Ligotti writes, "While horror may make us squirm or quake, it will not make us cry at the pity of things." But many of Lavergne's stories are often driven by pity (of one sort or another). The narrator of The Rock Breakers is both pitiable and desperate to be pitied and, simultaneously, contemptible.
Lavergne employs dreams or stories within stories to great effect in Brine From The Higher Vats and The Tether.
Catstrata
Catstrata
is about the hell of customer service, of subscriptions and automated
payments. It's a shaggy dog story about Schrodinger's Cat, and also the
horror of death in general. One day, your very real cat will no longer
be there, and there is no customer service line to call. We rebel
at the arbitrary cruelty of deleting a digital relationship simulacrum, but only because there was another option available. April is a well-crafted and devastating short story.
Unlike celebrity autobiographies and bad fanfiction, Lavergne's simple sentences are simple because are honed. They aren't polished to remove the rough edges, they're sharpened into weapons. Lavergne has craft, even when portraying simple thoughts (see I Have An Illegal Aviary, Through The Corn).

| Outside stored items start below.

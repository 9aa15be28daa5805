//! Error types for the audit engine.

use hubcheck_github::GitHubError;
use thiserror::Error;

use crate::result::AuditResults;

/// Fatal audit errors.
#[derive(Debug, Error)]
pub enum AuditError {
    /// No API token was configured.
    #[error("no GitHub token configured (set GITHUB_TOKEN or pass --token)")]
    MissingToken,

    /// The credential sees no organization and none was selected.
    #[error("no organization is visible to the token; pass --org")]
    NoOrganization,

    /// The credential sees several organizations and none was selected.
    #[error("token has access to multiple organizations ({}); pass --org", .0.join(", "))]
    AmbiguousOrganization(Vec<String>),

    /// GitHub API failure.
    #[error(transparent)]
    GitHub(#[from] GitHubError),

    /// Invalid configuration.
    #[error("invalid configuration: {0}")]
    InvalidConfig(String),
}

/// Result type for audit operations.
pub type Result<T> = std::result::Result<T, AuditError>;

/// A run that stopped after the organization rules.
///
/// Carries the results gathered before the failure so they can still be
/// reported.
#[derive(Debug, Error)]
#[error("audit aborted: {source}")]
pub struct AuditAborted {
    /// Results recorded before the abort.
    pub partial: AuditResults,
    /// Cause of the abort.
    #[source]
    pub source: AuditError,
}
//! Organization and repository snapshots with lazy accessors.

use std::fmt;
use std::sync::Arc;

use crate::api::GitHubApi;
use crate::cache::ContentTree;
use crate::error::Result;
use crate::types::{ActionsPermissions, OrgMember, OrganizationData, RepositoryData};

/// Point-in-time snapshot of an organization.
///
/// Sub-resources are fetched on demand through the API handle given at
/// construction; nothing is stored back into the snapshot.
#[derive(Clone)]
pub struct Organization {
    api: Arc<dyn GitHubApi>,
    data: OrganizationData,
}

impl Organization {
    /// Wrap fetched organization settings.
    pub fn new(api: Arc<dyn GitHubApi>, data: OrganizationData) -> Self {
        Self { api, data }
    }

    /// Fetch an organization by login.
    pub async fn fetch(api: Arc<dyn GitHubApi>, login: &str) -> Result<Self> {
        let data = api.get_organization(login).await?;
        Ok(Self::new(api, data))
    }

    /// All organizations visible to the credential.
    pub async fn list_visible(api: Arc<dyn GitHubApi>) -> Result<Vec<Self>> {
        let orgs = api.list_organizations().await?;
        Ok(orgs
            .into_iter()
            .map(|data| Self::new(Arc::clone(&api), data))
            .collect())
    }

    /// Organization login.
    pub fn login(&self) -> &str {
        &self.data.login
    }

    /// The settings snapshot.
    pub fn data(&self) -> &OrganizationData {
        &self.data
    }

    /// Members holding the admin role.
    pub async fn list_admins(&self) -> Result<Vec<OrgMember>> {
        self.api.list_org_admins(self.login()).await
    }

    /// Organization-wide GitHub Actions permissions.
    pub async fn actions_permissions(&self) -> Result<ActionsPermissions> {
        self.api.org_actions_permissions(self.login()).await
    }

    /// All repositories of the organization, in listing order.
    pub async fn list_repositories(&self) -> Result<Vec<Repository>> {
        let repos = self.api.list_org_repositories(self.login()).await?;
        Ok(repos
            .into_iter()
            .map(|data| Repository::new(Arc::clone(&self.api), self.login(), data))
            .collect())
    }
}

impl fmt::Debug for Organization {
    fn fmt(&self, f: &mut fmt::Formatter<'_>) -> fmt::Result {
        f.debug_struct("Organization")
            .field("data", &self.data)
            .finish_non_exhaustive()
    }
}

/// Point-in-time snapshot of a repository.
#[derive(Clone)]
pub struct Repository {
    api: Arc<dyn GitHubApi>,
    org_login: String,
    data: RepositoryData,
}

impl Repository {
    /// Wrap fetched repository metadata belonging to `org_login`.
    pub fn new(api: Arc<dyn GitHubApi>, org_login: impl Into<String>, data: RepositoryData) -> Self {
        Self {
            api,
            org_login: org_login.into(),
            data,
        }
    }

    /// Repository name (without owner).
    pub fn name(&self) -> &str {
        &self.data.name
    }

    /// Login of the owning organization.
    pub fn org_login(&self) -> &str {
        &self.org_login
    }

    /// The metadata snapshot.
    pub fn data(&self) -> &RepositoryData {
        &self.data
    }

    /// GitHub Actions permissions of this repository.
    pub async fn actions_permissions(&self) -> Result<ActionsPermissions> {
        self.api
            .repo_actions_permissions(&self.org_login, self.name())
            .await
    }

    /// Whether vulnerability alerts are enabled.
    pub async fn vulnerability_alerts_enabled(&self) -> Result<bool> {
        self.api
            .vulnerability_alerts_enabled(&self.org_login, self.name())
            .await
    }

    /// Full recursive file tree (cached by the client).
    pub async fn list_contents(&self) -> Result<ContentTree> {
        self.api.list_contents(&self.org_login, self.name()).await
    }

    /// Raw contents of one file.
    pub async fn file_contents(&self, path: &str) -> Result<Vec<u8>> {
        self.api
            .file_contents(&self.org_login, self.name(), path)
            .await
    }
}

impl fmt::Debug for Repository {
    fn fmt(&self, f: &mut fmt::Formatter<'_>) -> fmt::Result {
        f.debug_struct("Repository")
            .field("org_login", &self.org_login)
            .field("data", &self.data)
            .finish_non_exhaustive()
    }
}
use async_trait::async_trait;
use hubcheck_core::{RepoRule, Result, RuleResult, Severity};
use hubcheck_github::{Organization, Repository};

use crate::links;

/// Dependabot vulnerability alerts must be enabled.
#[derive(Debug, Default)]
pub struct VulnerabilityAlerts;

rule_info! {
    VulnerabilityAlerts,
    id: "repo-vulnerability-alerts",
    name: "Vulnerability alerts",
    description: "Vulnerability alerts warn if a library used as a dependency has a known vulnerability and should be updated.",
    doc_url: "https://docs.github.com/en/code-security/dependabot/dependabot-alerts/about-dependabot-alerts",
}

#[async_trait]
impl RepoRule for VulnerabilityAlerts {
    async fn run(&self, org: &Organization, repo: &Repository) -> Result<Vec<RuleResult>> {
        let (severity, title) = if repo.vulnerability_alerts_enabled().await? {
            (Severity::Notice, "Vulnerability alerts are enabled")
        } else {
            (Severity::Error, "Vulnerability alerts are disabled")
        };
        Ok(vec![RuleResult::new(severity, title, Self::DESCRIPTION)
            .with_repository(repo.name())
            .with_fix_url(links::repo_settings(
                org.login(),
                repo.name(),
                "security_analysis",
            ))
            .with_doc_url(Self::DOC_URL)])
    }
}
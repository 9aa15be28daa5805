use async_trait::async_trait;
use hubcheck_core::{OrgRule, Result, RuleResult};
use hubcheck_github::Organization;

use crate::{actions_result, links};

/// GitHub Actions must be disabled or limited to an allow-list.
#[derive(Debug, Default)]
pub struct ActionsPermissionsRule;

rule_info! {
    ActionsPermissionsRule,
    id: "github-actions-permissions",
    name: "Limit GitHub Actions",
    description: crate::ACTIONS_DESCRIPTION,
    doc_url: crate::ACTIONS_DOC_URL,
}

#[async_trait]
impl OrgRule for ActionsPermissionsRule {
    async fn run(&self, org: &Organization) -> Result<Vec<RuleResult>> {
        let permissions = org.actions_permissions().await?;
        Ok(vec![actions_result(
            &permissions,
            links::org_settings(org.login(), "actions"),
        )])
    }
}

Reading his stories is like firing a machine gun into your frontal lobes. His stories are long enough to work out their ideas, but no longer. In the hands of a different author, stories like The Fluid could be stretched to novel length without any benefit.

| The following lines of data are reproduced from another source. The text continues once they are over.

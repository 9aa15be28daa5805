//! Report rendering and the pass/fail decision.

use std::io::{self, Write};

use console::Style;
use serde::Serialize;

use crate::result::{AuditResults, RuleResult};
use crate::rule::RuleCatalog;
use crate::severity::Severity;

/// Report output format.
#[derive(Debug, Clone, Copy, Default, PartialEq, Eq, Serialize, serde::Deserialize)]
#[serde(rename_all = "lowercase")]
pub enum OutputFormat {
    /// Markdown, optionally with terminal colors.
    #[default]
    Markdown,
    /// One JSON document.
    Json,
}

impl std::str::FromStr for OutputFormat {
    type Err = String;

    fn from_str(s: &str) -> Result<Self, Self::Err> {
        match s.to_ascii_lowercase().as_str() {
            "markdown" | "md" => Ok(Self::Markdown),
            "json" => Ok(Self::Json),
            other => Err(format!("unknown output format '{other}' (expected markdown or json)")),
        }
    }
}

/// Renders audit results and decides whether the audit failed.
///
/// What gets displayed and what fails the audit are decided by two
/// independent thresholds: a finding hidden from the report still fails the
/// audit when it reaches the failure threshold.
#[derive(Debug, Clone)]
pub struct Reporter {
    display_threshold: Severity,
    failure_threshold: Severity,
    format: OutputFormat,
    colored: bool,
}

impl Default for Reporter {
    fn default() -> Self {
        Self {
            display_threshold: Severity::Info,
            failure_threshold: Severity::Warning,
            format: OutputFormat::Markdown,
            colored: false,
        }
    }
}

impl Reporter {
    /// Create a plain Markdown reporter with the given thresholds.
    pub fn new(display_threshold: Severity, failure_threshold: Severity) -> Self {
        Self {
            display_threshold,
            failure_threshold,
            ..Default::default()
        }
    }

    /// Set the output format.
    pub fn with_format(mut self, format: OutputFormat) -> Self {
        self.format = format;
        self
    }

    /// Enable or disable terminal colors in Markdown output.
    pub fn with_colors(mut self, colored: bool) -> Self {
        self.colored = colored;
        self
    }

    pub fn display_threshold(&self) -> Severity {
        self.display_threshold
    }

    pub fn failure_threshold(&self) -> Severity {
        self.failure_threshold
    }

    /// Whether any finding, displayed or not, reaches the failure threshold.
    pub fn is_failure(&self, results: &AuditResults) -> bool {
        results.any_at_least(self.failure_threshold)
    }

    /// Write every finding at or above the display threshold.
    pub fn write_report<W: Write>(
        &self,
        org: &str,
        results: &AuditResults,
        writer: &mut W,
    ) -> io::Result<()> {
        match self.format {
            OutputFormat::Markdown => self.write_markdown(org, results, writer),
            OutputFormat::Json => self.write_json(org, results, writer),
        }
    }

    /// Write the name, description and documentation link of every rule.
    pub fn write_rule_listing<W: Write>(&self, catalog: &RuleCatalog, writer: &mut W) -> io::Result<()> {
        for rule in catalog.summaries() {
            write!(writer, "## {}\n\n{}\n\n", rule.name, rule.description)?;
            if !rule.doc_url.is_empty() {
                write!(writer, "Read more: {}\n\n", rule.doc_url)?;
            }
        }
        Ok(())
    }

    fn displayed<'a>(&'a self, results: &'a AuditResults) -> impl Iterator<Item = (&'a str, &'a RuleResult)> {
        results
            .findings()
            .filter(move |(_, result)| result.severity.at_least(self.display_threshold))
    }

    fn paint(&self, style: &Style, text: &str) -> String {
        if self.colored {
            style.clone().force_styling(true).apply_to(text).to_string()
        } else {
            text.to_string()
        }
    }

    fn label(&self, text: &str) -> String {
        self.paint(&Style::new().bold(), &format!("**{text}:**"))
    }

    fn write_markdown<W: Write>(&self, org: &str, results: &AuditResults, w: &mut W) -> io::Result<()> {
        write!(w, "# Report for the {org} GitHub organization\n\n")?;

        for (rule_id, result) in self.displayed(results) {
            let heading = format!(
                "## {} {} (`{}`)",
                result.severity.icon(),
                result.title,
                rule_id
            );
            write!(w, "{}\n\n", self.paint(&severity_style(result.severity), &heading))?;
            if !result.description.is_empty() {
                write!(w, "{}\n\n", result.description)?;
            }

            match &result.repository {
                Some(repo) => writeln!(
                    w,
                    "- {} [{org}/{repo}](https://github.com/{org}/{repo})",
                    self.label("Repository")
                )?,
                None => writeln!(
                    w,
                    "- {} [{org}](https://github.com/{org})",
                    self.label("Organization")
                )?,
            }
            if let Some(url) = &result.fix_url {
                writeln!(w, "- {} {url}", self.label("Quick fix"))?;
            }
            if let Some(url) = &result.doc_url {
                writeln!(w, "- {} {url}", self.label("Documentation"))?;
            }
            write!(w, "\n---\n\n")?;
        }
        Ok(())
    }

    fn write_json<W: Write>(&self, org: &str, results: &AuditResults, w: &mut W) -> io::Result<()> {
        let report = JsonReport {
            organization: org,
            failed: self.is_failure(results),
            results: self
                .displayed(results)
                .map(|(rule_id, result)| JsonFinding { rule_id, result })
                .collect(),
        };
        serde_json::to_writer_pretty(&mut *w, &report)?;
        writeln!(w)
    }
}

fn severity_style(severity: Severity) -> Style {
    match severity {
        Severity::Debug => Style::new().white(),
        Severity::Info => Style::new().cyan(),
        Severity::Notice => Style::new().green(),
        Severity::Warning => Style::new().yellow(),
        Severity::Error => Style::new().red(),
    }
}

#[derive(Serialize)]
struct JsonReport<'a> {
    organization: &'a str,
    failed: bool,
    results: Vec<JsonFinding<'a>>,
}

#[derive(Serialize)]
struct JsonFinding<'a> {
    rule_id: &'a str,
    #[serde(flatten)]
    result: &'a RuleResult,
}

Lavergne is apparently Australian. Come on Australia, don't you have grants for authors? April feels like it could be included in an English language textbook to be dissected by generations of indifferent schoolchildren. What a legacy.

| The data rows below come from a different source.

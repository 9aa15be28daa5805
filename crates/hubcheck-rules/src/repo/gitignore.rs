use async_trait::async_trait;
use hubcheck_core::{RepoRule, Result, RuleResult, Severity};
use hubcheck_github::{Organization, Repository};

use super::listing_failed;
use crate::links;

/// Every repository needs a top-level `.gitignore`.
#[derive(Debug, Default)]
pub struct Gitignore;

rule_info! {
    Gitignore,
    id: "gitignore",
    name: "Repository .gitignore",
    description: "Repositories should have a .gitignore file.",
    doc_url: "https://docs.github.com/en/get-started/getting-started-with-git/ignoring-files",
}

#[async_trait]
impl RepoRule for Gitignore {
    async fn run(&self, org: &Organization, repo: &Repository) -> Result<Vec<RuleResult>> {
        let fix_url = links::new_file(
            org.login(),
            repo.name(),
            &repo.data().default_branch,
            "filename=.gitignore",
        );
        let tree = match repo.list_contents().await {
            Ok(tree) => tree,
            Err(e) => {
                return Ok(vec![listing_failed("Cannot check .gitignore", repo, &e)
                    .with_fix_url(fix_url)
                    .with_doc_url(Self::DOC_URL)])
            }
        };

        let found = tree
            .iter()
            .any(|entry| entry.is_top_level() && entry.name == ".gitignore");
        let result = if found {
            RuleResult::new(
                Severity::Notice,
                "Repository has a .gitignore file",
                "The repository has a .gitignore file.",
            )
        } else {
            RuleResult::new(
                Severity::Error,
                "Repository has no .gitignore",
                "The repository has no .gitignore file.",
            )
            .with_fix_url(fix_url)
        };
        Ok(vec![result
            .with_repository(repo.name())
            .with_doc_url(Self::DOC_URL)])
    }
}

The Inherent Goodness of the Glowering Malcontent
A poem about human nature that's very fun to read aloud. I used the final lines an epigraph in the Sci-Fi chapter of the Monster Overhaul. I like putting cycles and patterns in my books, and it pleases me—if no one else—that the epigraph in the final chapter pairs with the epigraph in Chapter 1: People, which is taken from the first lines of WisÅ‚awa Szymborska's A Word on Statistics.
So on a list that contains Szymborska, Shakespeare, Milton, Lucretius, the author of Ecclesiastes, and Skaay of the Qquuna Qiighawaay... you can also find Max Lavergne. Which is arguably a condemnation of my tastes, but it's my book and nobody reads epigraphs anyway.
Woof, you weren't lying about "April". I'll have to set aside a Saturday and binge all of this.